TASK BRIEF: Could you find every line in the records below that contains the word "impl" and copy it?

THE INPUT:
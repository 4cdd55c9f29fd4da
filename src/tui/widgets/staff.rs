//! Staff view widget - active and inactive team members

use ratatui::{
    buffer::Buffer,
    layout::{Alignment, Constraint, Layout, Rect},
    style::{Modifier, Style},
    text::{Line, Span},
    widgets::{Paragraph, Widget},
};

use super::insights::render_separator;
use super::tabs::{Tab, TabBar};
use crate::format::truncate_name;
use crate::services::StaffDirectory;
use crate::tui::theme::Theme;
use crate::types::StaffMember;

const MAX_CONTENT_WIDTH: u16 = 120;

/// Staff view widget
pub struct StaffView<'a> {
    directory: &'a StaffDirectory<'a>,
    scroll: usize,
    theme: Theme,
}

impl<'a> StaffView<'a> {
    pub fn new(directory: &'a StaffDirectory<'a>, scroll: usize, theme: Theme) -> Self {
        Self {
            directory,
            scroll,
            theme,
        }
    }

    /// Total rendered lines (section headers + members + gap)
    pub fn line_count(directory: &StaffDirectory<'_>) -> usize {
        directory.active.len() + directory.inactive.len() + 3
    }

    fn member_line(&self, member: &StaffMember, active: bool) -> Line<'static> {
        let specialties = if member.specialties.is_empty() {
            "-".to_string()
        } else {
            member.specialties.join(", ")
        };
        let contact = [member.email.as_str(), member.phone.as_str()]
            .into_iter()
            .filter(|s| !s.is_empty())
            .collect::<Vec<_>>()
            .join(" · ");

        Line::from(vec![
            Span::styled(
                format!("  {:<24}", truncate_name(&member.name, 22)),
                Style::default().fg(self.theme.staff_status(active)),
            ),
            Span::styled(
                format!("{:<36}", truncate_name(&specialties, 34)),
                Style::default().fg(self.theme.text()),
            ),
            Span::styled(
                format!("★ {:.1}  ", member.rating),
                Style::default().fg(self.theme.heading()),
            ),
            Span::styled(contact, Style::default().fg(self.theme.muted())),
        ])
    }

    fn section_header(&self, label: &str, count: usize) -> Line<'static> {
        Line::from(Span::styled(
            format!("{} ({})", label, count),
            Style::default()
                .fg(self.theme.heading())
                .add_modifier(Modifier::BOLD),
        ))
    }

    fn lines(&self) -> Vec<Line<'static>> {
        let mut lines = Vec::with_capacity(Self::line_count(self.directory));
        lines.push(self.section_header("Active", self.directory.active.len()));
        lines.extend(self.directory.active.iter().map(|m| self.member_line(m, true)));
        lines.push(Line::raw(""));
        lines.push(self.section_header("Inactive", self.directory.inactive.len()));
        lines.extend(
            self.directory
                .inactive
                .iter()
                .map(|m| self.member_line(m, false)),
        );
        lines
    }
}

impl Widget for StaffView<'_> {
    fn render(self, area: Rect, buf: &mut Buffer) {
        let content_width = area.width.min(MAX_CONTENT_WIDTH);
        let x_offset = (area.width.saturating_sub(content_width)) / 2;
        let centered_area = Rect {
            x: area.x + x_offset,
            y: area.y,
            width: content_width,
            height: area.height,
        };

        let chunks = Layout::vertical([
            Constraint::Length(1), // Top padding
            Constraint::Length(1), // Tabs
            Constraint::Length(1), // Separator
            Constraint::Min(1),    // Members
            Constraint::Length(1), // Separator
            Constraint::Length(1), // Keybindings
        ])
        .split(centered_area);

        TabBar::new(Tab::Staff, self.theme).render(chunks[1], buf);
        render_separator(chunks[2], buf, self.theme);

        let lines: Vec<Line> = self.lines().into_iter().skip(self.scroll).collect();
        Paragraph::new(lines).render(chunks[3], buf);

        render_separator(chunks[4], buf, self.theme);
        let key = Style::default().fg(self.theme.accent());
        let desc = Style::default().fg(self.theme.muted());
        Paragraph::new(Line::from(vec![
            Span::styled("j/k", key),
            Span::styled(": Scroll", desc),
            Span::raw("  "),
            Span::styled("Tab", key),
            Span::styled(": Switch view", desc),
            Span::raw("  "),
            Span::styled("q", key),
            Span::styled(": Quit", desc),
        ]))
        .alignment(Alignment::Center)
        .render(chunks[5], buf);
    }
}

#[cfg(test)]
mod tests {
    use super::*;

    fn make_member(id: u64, name: &str, status: &str) -> StaffMember {
        StaffMember {
            id,
            name: name.to_string(),
            email: format!("{}@salon.test", name.to_lowercase()),
            phone: String::new(),
            specialties: vec!["Color".into(), "Cuts".into()],
            status: status.to_string(),
            rating: 4.8,
            completed_services: 12,
        }
    }

    #[test]
    fn test_renders_sections_with_counts() {
        let staff = vec![
            make_member(1, "Emily", "active"),
            make_member(2, "James", "inactive"),
            make_member(3, "Sofia", "active"),
        ];
        let directory = StaffDirectory::partition(&staff);

        let area = Rect::new(0, 0, 100, 15);
        let mut buf = Buffer::empty(area);
        StaffView::new(&directory, 0, Theme::Dark).render(area, &mut buf);

        let content: String = buf.content().iter().map(|c| c.symbol()).collect();
        assert!(content.contains("Active (2)"));
        assert!(content.contains("Inactive (1)"));
        assert!(content.contains("Emily"));
        assert!(content.contains("Color, Cuts"));
        assert!(content.contains("emily@salon.test"));
    }

    #[test]
    fn test_line_count() {
        let staff = vec![make_member(1, "Emily", "active")];
        let directory = StaffDirectory::partition(&staff);
        assert_eq!(StaffView::line_count(&directory), 4);
    }
}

EXERCISE ANSWER:
impl<'a> StaffView<'a> {
impl Widget for StaffView<'_> {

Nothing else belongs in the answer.